How to complete this task
Produce an exact transcript of all the records.

Data to examine Start Marker

use anyhow::{Context, Result};
use rusqlite::Connection;

/// Applies the schema. Every statement is IF NOT EXISTS, so this is safe to
/// run on every startup.
pub fn init_database(conn: &Connection) -> Result<()> {
    let schema_sql = include_str!("schema.sql");
    let statements = split_sql_statements(schema_sql);

    for (idx, statement) in statements.iter().enumerate() {
        if !statement.trim().is_empty() {
            execute_sql(conn, statement)
                .with_context(|| format!("Failed to execute statement {}", idx + 1))?;
        }
    }

    log::info!("Database schema initialized");
    Ok(())
}

fn split_sql_statements(sql: &str) -> Vec<String> {
    sql.split(';')
        .map(|s| s.trim().to_string())
        .filter(|s| !s.is_empty())
        .collect()
}

fn execute_sql(conn: &Connection, sql: &str) -> Result<()> {
    conn.execute(sql, [])
        .context("Failed to execute SQL statement")
        .map(|_| ())
}
use serde::{Deserialize, Serialize};

/// One set within a match. Serialized as a `[player1, player2]` pair, which
/// is also the JSON shape stored in the `sets` column.
#[derive(Debug, Clone, Copy, PartialEq, Eq, Serialize, Deserialize)]
#[serde(from = "(i32, i32)", into = "(i32, i32)")]
pub struct SetScore {
    pub player1: i32,
    pub player2: i32,
}

impl SetScore {
    pub fn new(player1: i32, player2: i32) -> Self {
        Self { player1, player2 }
    }

    pub fn margin(&self) -> i32 {
        (self.player1 - self.player2).abs()
    }
}

impl From<(i32, i32)> for SetScore {
    fn from((player1, player2): (i32, i32)) -> Self {
        Self { player1, player2 }
    }
}

impl From<SetScore> for (i32, i32) {
    fn from(set: SetScore) -> Self {
        (set.player1, set.player2)
    }
}

/// Which participant slot won the match.
#[derive(Debug, Clone, Copy, PartialEq, Eq)]
pub enum MatchSide {
    Player1,
    Player2,
}

/// Decodes the stored set list of a match. Legacy rows predate per-set
/// storage, so a missing or malformed column yields an empty list rather
/// than an error; the rating engine treats that as a reference-length match.
pub fn parse_sets(raw: Option<&str>) -> Vec<SetScore> {
    raw.and_then(|s| serde_json::from_str::<Vec<SetScore>>(s).ok())
        .unwrap_or_default()
}

#[cfg(test)]
mod tests {
    use super::*;

    #[test]
    fn set_scores_round_trip_as_pairs() {
        let sets = vec![SetScore::new(11, 5), SetScore::new(9, 11)];
        let json = serde_json::to_string(&sets).unwrap();
        assert_eq!(json, "[[11,5],[9,11]]");
        assert_eq!(parse_sets(Some(&json)), sets);
    }

    #[test]
    fn malformed_or_missing_sets_parse_to_empty() {
        assert!(parse_sets(None).is_empty());
        assert!(parse_sets(Some("not json")).is_empty());
        assert!(parse_sets(Some("{\"a\":1}")).is_empty());
    }
}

Data to examine End Marker

Answer below
use anyhow::{Context, Result};
use rusqlite::Connection;

/// Applies the schema. Every statement is IF NOT EXISTS, so this is safe to
/// run on every startup.
pub fn init_database(conn: &Connection) -> Result<()> {
    let schema_sql = include_str!("schema.sql");
    let statements = split_sql_statements(schema_sql);

    for (idx, statement) in statements.iter().enumerate() {
        if !statement.trim().is_empty() {
            execute_sql(conn, statement)
                .with_context(|| format!("Failed to execute statement {}", idx + 1))?;
        }
    }

    log::info!("Database schema initialized");
    Ok(())
}

fn split_sql_statements(sql: &str) -> Vec<String> {
    sql.split(';')
        .map(|s| s.trim().to_string())
        .filter(|s| !s.is_empty())
        .collect()
}

fn execute_sql(conn: &Connection, sql: &str) -> Result<()> {
    conn.execute(sql, [])
        .context("Failed to execute SQL statement")
        .map(|_| ())
}
use serde::{Deserialize, Serialize};

/// One set within a match. Serialized as a `[player1, player2]` pair, which
/// is also the JSON shape stored in the `sets` column.
#[derive(Debug, Clone, Copy, PartialEq, Eq, Serialize, Deserialize)]
#[serde(from = "(i32, i32)", into = "(i32, i32)")]
pub struct SetScore {
    pub player1: i32,
    pub player2: i32,
}

impl SetScore {
    pub fn new(player1: i32, player2: i32) -> Self {
        Self { player1, player2 }
    }

    pub fn margin(&self) -> i32 {
        (self.player1 - self.player2).abs()
    }
}

impl From<(i32, i32)> for SetScore {
    fn from((player1, player2): (i32, i32)) -> Self {
        Self { player1, player2 }
    }
}

impl From<SetScore> for (i32, i32) {
    fn from(set: SetScore) -> Self {
        (set.player1, set.player2)
    }
}

/// Which participant slot won the match.
#[derive(Debug, Clone, Copy, PartialEq, Eq)]
pub enum MatchSide {
    Player1,
    Player2,
}

/// Decodes the stored set list of a match. Legacy rows predate per-set
/// storage, so a missing or malformed column yields an empty list rather
/// than an error; the rating engine treats that as a reference-length match.
pub fn parse_sets(raw: Option<&str>) -> Vec<SetScore> {
    raw.and_then(|s| serde_json::from_str::<Vec<SetScore>>(s).ok())
        .unwrap_or_default()
}

#[cfg(test)]
mod tests {
    use super::*;

    #[test]
    fn set_scores_round_trip_as_pairs() {
        let sets = vec![SetScore::new(11, 5), SetScore::new(9, 11)];
        let json = serde_json::to_string(&sets).unwrap();
        assert_eq!(json, "[[11,5],[9,11]]");
        assert_eq!(parse_sets(Some(&json)), sets);
    }

    #[test]
    fn malformed_or_missing_sets_parse_to_empty() {
        assert!(parse_sets(None).is_empty());
        assert!(parse_sets(Some("not json")).is_empty());
        assert!(parse_sets(Some("{\"a\":1}")).is_empty());
    }
}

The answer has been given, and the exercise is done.